Not magic like a wave of a wand and a perfectly pronounced spell. The magic is spun by a million decisions made by the doctor, and carried out by a team of nurses and technicians. A brutal and delicate mix of chemistry, machinery, heat, and duration, all set to a rhythm. A rhythm that is sped up here, slowed down there, as they curate and adjust the biology of our small fragile son, so that he can have a chance to grow. A symphony of care.
These chemicals and machines do the work that his body cannot do. They hold that space until he can take on their tasks. Every single one.
He is unable to breath on his own due to his underdeveloped lungs, so he is hooked up to an Oscillator, a ventilator for preemies which pushes out tiny puffs of oxygen into his lungs to keep them inflated, but not too much pressure to damage them as they are so fragile at this age.
His little body vibrates constantly with the rhythmic pulse of the Oscillator settings.
Breathing in, breathing out. But rapid. Sixteenth notes at 150 beats per minute.
As I sit with him, celebrating his second day on earth, I meditate, focusing on my breath. The breath, the anchor of meditation practice, an analogy for our own lives, our impermanence. The rise and fall.
I guess I always felt that part of the reason to focus on the breath was its mundaneness, a boring focal point to gather our attention. Now I realize. I realize how sacred breath is, how powerful.
Every human thought is preceded by breath. Every human expression of love and God is preceded by breath, buoying our lives one oscillation at a time.
Breath is an act of faith. Everything that we do is dependent on this faith that the next breath will come.
And there is little Breen, fighting like hell for the privilege of involuntary breath. The source of life. Should he be fortunate enough to make it that far, his first true breath will be a powerful act of volition. An act of free will. His big bang that will put into motion the rest of his life.
As I sit to meditate, focusing on my breath, each breath feels more profound than the last. Intake, outtake. Accepting, offering.
I accept my time with Breen. I accept care from the team of medical professionals. I accept Breen’s fate, and my family’s fate. I accept his karma. I accept explanations of machines and medicines from doctors and nurses.
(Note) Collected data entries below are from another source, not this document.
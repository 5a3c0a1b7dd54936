//! crime-core — crime resolution and incarceration engine.
//!
//! Leaves first: types, rng, clock, config, scenario registry, modifier
//! pipeline, streaks; then the incarceration, notification and resolution
//! subsystems; `engine::CrimeEngine` wires them to the collaborators.

pub mod clock;
pub mod collaborator;
pub mod command;
pub mod config;
pub mod engine;
pub mod error;
pub mod event;
pub mod incarceration_subsystem;
pub mod leaderboard;
pub mod locks;
pub mod modifier_pipeline;
pub mod notification_subsystem;
pub mod outcome;
pub mod record;
pub mod resolution_subsystem;
pub mod rng;
pub mod scenario_registry;
pub mod scheduler;
pub mod store;
pub mod streak;
pub mod types;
I accept explanations of oscillator settings for the techs. I accept the rules of the NICU and scrub my arms raw with chemical soap every time I see Breen. I accept that there are times I won’t be able to see my son because he is being cared for. I accept that I cannot protect or help him right now. I accept that I won’t be able to for an unfathomable amount of time yet. I accept that Breen may not survive this ordeal. I accept that we may never get to bring him home. We accept that we may be able to bring him home.
I offer Breen’s body to the NICU. I offer his spirit to those who have already chose to love him, pray for him, and root for him. I offer my ignorance in every conversation with a medical professional who is caring for my son. I offer my fear and hope as two sides of my relinquishment. I offer Breen’s story to those who want to hear it. I offer my family’s story to you.